_TASK BRIEF_
Below are the records; pull every line that includes "insert".
DATASET ENTRIES below:
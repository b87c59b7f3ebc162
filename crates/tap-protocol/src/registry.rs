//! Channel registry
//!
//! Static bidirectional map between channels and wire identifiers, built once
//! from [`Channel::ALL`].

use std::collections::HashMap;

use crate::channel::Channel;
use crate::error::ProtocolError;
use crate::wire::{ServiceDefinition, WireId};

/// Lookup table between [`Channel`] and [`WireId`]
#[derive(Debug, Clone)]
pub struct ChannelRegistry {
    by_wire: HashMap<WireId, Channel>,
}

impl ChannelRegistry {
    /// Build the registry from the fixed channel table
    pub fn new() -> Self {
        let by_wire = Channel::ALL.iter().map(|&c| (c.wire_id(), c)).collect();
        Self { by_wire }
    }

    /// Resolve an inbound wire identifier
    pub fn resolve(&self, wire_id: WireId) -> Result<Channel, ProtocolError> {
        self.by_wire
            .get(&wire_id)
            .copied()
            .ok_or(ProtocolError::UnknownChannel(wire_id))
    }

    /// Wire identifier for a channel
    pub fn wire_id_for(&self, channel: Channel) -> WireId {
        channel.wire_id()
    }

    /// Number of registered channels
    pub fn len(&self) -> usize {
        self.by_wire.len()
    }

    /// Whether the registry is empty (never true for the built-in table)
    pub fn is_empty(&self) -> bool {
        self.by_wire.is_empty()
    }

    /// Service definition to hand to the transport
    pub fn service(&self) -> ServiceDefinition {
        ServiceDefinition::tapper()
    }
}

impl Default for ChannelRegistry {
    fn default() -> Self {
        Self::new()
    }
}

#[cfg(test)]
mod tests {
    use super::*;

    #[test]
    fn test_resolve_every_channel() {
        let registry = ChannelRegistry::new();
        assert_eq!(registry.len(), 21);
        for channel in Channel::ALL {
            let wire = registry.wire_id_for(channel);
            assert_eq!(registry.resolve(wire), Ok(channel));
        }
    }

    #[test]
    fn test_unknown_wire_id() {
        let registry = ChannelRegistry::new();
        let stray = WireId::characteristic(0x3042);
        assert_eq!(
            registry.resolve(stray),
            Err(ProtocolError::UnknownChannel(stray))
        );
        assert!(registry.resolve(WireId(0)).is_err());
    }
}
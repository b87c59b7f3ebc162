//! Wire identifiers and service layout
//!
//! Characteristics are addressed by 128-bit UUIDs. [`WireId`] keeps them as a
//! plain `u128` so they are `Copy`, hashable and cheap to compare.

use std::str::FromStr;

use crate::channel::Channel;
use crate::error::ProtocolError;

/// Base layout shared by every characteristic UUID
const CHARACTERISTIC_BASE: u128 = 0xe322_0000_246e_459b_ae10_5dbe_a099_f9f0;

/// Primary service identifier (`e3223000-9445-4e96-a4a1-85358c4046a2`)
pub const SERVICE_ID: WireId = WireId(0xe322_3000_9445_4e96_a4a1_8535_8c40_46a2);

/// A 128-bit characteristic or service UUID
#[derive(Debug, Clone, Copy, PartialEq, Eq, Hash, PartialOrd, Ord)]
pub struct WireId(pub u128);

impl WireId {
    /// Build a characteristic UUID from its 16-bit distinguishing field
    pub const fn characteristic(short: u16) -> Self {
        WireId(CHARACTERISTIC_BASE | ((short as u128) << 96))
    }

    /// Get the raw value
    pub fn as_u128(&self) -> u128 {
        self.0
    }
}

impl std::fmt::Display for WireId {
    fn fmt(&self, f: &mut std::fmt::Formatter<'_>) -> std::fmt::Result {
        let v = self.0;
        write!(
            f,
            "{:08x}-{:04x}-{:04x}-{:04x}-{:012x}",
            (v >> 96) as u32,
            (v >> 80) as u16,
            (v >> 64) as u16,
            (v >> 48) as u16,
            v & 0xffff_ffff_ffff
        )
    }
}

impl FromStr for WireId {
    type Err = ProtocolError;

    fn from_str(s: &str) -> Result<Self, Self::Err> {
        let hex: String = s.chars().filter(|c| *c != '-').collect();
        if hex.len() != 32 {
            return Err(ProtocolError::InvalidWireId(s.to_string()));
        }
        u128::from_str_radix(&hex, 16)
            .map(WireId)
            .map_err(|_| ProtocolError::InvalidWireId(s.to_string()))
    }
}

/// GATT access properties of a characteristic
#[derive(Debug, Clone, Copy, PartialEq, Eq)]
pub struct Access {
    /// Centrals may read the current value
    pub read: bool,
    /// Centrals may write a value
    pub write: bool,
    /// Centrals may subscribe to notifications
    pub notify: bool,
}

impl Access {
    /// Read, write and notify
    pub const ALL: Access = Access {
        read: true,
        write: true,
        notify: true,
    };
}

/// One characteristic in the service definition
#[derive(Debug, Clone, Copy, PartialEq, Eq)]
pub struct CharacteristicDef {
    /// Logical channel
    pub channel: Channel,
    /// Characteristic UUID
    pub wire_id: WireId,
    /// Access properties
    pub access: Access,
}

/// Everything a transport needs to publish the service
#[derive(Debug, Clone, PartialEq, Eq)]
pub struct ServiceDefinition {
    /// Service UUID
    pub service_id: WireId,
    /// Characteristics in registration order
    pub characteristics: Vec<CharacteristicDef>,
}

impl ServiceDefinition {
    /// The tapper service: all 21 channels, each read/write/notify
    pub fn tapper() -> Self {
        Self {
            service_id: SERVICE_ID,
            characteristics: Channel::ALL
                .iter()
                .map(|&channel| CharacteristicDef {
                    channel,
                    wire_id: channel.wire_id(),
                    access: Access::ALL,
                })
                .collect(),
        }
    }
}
End of DATASET ENTRIES.
DATASET ENTRIES below:
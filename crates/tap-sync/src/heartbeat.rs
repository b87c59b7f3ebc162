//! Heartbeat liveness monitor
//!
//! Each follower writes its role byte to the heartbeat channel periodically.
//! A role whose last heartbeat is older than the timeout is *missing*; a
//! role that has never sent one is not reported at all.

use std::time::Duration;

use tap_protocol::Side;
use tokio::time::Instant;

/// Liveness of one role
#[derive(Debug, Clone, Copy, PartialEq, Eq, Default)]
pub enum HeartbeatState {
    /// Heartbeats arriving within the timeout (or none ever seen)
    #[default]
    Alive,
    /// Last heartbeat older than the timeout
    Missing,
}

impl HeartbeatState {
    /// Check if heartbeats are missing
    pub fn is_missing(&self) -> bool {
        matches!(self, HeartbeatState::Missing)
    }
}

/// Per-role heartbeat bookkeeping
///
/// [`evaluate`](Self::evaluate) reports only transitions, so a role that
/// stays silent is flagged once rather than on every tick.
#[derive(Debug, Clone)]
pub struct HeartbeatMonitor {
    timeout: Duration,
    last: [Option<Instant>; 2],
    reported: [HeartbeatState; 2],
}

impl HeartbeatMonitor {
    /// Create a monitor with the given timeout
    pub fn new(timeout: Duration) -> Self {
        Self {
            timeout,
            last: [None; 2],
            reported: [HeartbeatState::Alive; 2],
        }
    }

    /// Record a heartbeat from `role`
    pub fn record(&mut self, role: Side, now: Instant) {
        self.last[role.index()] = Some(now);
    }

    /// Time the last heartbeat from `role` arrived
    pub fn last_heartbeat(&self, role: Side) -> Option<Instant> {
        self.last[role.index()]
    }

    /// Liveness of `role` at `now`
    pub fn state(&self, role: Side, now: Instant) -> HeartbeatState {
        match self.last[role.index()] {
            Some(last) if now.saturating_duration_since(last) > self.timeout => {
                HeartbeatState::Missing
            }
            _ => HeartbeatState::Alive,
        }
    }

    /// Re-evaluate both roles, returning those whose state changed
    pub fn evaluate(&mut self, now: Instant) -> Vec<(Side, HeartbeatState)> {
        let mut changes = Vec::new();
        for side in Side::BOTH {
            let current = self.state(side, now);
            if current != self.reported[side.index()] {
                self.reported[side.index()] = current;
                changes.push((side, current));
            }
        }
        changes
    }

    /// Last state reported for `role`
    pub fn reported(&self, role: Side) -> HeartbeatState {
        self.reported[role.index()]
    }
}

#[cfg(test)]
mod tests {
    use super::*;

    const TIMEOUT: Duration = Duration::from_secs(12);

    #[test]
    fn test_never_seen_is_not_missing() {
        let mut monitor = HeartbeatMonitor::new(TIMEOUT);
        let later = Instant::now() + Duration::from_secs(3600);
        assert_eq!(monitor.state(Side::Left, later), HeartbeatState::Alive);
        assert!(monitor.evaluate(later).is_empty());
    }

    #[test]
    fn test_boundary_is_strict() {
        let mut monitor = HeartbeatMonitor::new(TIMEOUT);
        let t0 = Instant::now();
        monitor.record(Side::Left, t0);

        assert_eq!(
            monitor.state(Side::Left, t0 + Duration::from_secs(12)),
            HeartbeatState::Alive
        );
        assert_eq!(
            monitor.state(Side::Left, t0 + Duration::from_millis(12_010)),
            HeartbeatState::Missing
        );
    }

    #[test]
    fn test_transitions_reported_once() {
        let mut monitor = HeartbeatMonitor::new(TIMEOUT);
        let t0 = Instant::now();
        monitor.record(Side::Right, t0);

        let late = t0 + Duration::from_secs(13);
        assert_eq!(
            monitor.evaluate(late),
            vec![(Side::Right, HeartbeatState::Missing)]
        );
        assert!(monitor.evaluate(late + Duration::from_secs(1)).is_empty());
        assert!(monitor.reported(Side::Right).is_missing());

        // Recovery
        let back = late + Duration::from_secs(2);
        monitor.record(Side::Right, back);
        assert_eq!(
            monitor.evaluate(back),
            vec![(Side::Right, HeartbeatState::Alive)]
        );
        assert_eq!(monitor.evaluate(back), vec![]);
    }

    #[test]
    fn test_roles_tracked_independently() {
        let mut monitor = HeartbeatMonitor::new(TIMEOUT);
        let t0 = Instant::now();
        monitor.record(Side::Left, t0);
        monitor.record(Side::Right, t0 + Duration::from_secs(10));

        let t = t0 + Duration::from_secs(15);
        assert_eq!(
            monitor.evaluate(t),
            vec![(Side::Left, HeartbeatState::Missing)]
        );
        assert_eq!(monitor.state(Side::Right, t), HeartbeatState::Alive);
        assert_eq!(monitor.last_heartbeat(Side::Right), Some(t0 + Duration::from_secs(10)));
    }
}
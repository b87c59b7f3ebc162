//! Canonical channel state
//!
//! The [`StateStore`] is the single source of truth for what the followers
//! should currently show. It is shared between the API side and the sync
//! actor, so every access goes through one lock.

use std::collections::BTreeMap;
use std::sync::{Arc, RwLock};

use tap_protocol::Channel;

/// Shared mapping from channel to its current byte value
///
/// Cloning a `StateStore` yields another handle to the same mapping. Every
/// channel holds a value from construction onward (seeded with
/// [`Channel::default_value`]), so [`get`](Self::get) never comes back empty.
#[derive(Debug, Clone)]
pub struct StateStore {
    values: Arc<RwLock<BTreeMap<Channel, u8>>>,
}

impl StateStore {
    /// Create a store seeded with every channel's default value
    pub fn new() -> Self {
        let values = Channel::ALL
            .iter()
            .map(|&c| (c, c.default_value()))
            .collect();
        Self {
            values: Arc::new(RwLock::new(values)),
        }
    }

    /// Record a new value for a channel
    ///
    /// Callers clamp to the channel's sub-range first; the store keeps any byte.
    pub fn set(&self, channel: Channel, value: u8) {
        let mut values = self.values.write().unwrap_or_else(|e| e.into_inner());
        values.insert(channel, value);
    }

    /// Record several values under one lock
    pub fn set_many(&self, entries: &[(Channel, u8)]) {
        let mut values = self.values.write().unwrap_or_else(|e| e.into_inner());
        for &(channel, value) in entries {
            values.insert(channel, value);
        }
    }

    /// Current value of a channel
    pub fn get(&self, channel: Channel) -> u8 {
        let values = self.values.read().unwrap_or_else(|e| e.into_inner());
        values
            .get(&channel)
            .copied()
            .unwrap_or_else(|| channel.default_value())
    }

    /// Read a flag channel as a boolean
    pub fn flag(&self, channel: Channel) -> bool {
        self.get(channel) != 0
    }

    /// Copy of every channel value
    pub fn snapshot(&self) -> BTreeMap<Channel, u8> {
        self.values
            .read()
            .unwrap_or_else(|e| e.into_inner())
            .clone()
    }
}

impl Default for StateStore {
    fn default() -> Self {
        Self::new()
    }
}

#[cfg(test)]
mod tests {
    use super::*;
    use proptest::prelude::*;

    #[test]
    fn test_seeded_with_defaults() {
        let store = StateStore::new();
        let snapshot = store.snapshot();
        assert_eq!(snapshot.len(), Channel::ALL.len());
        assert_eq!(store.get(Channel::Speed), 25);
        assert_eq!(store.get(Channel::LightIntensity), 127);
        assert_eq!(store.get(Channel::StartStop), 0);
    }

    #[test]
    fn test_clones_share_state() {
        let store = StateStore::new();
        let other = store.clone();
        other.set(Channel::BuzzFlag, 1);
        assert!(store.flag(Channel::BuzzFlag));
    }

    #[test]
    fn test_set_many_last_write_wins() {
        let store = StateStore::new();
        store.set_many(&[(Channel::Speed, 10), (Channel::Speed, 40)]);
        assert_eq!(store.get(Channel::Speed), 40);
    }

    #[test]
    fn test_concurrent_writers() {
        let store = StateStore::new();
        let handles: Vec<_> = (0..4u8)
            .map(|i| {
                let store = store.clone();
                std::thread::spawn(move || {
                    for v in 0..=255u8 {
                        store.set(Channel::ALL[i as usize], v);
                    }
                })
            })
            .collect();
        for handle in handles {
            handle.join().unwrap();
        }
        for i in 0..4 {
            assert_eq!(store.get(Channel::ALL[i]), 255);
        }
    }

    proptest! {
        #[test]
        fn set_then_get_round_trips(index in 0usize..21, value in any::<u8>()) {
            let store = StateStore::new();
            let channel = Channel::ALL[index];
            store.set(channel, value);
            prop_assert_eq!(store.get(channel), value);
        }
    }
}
End of DATASET ENTRIES.
_TASK ANSWER_
        values.insert(channel, value);
            values.insert(channel, value);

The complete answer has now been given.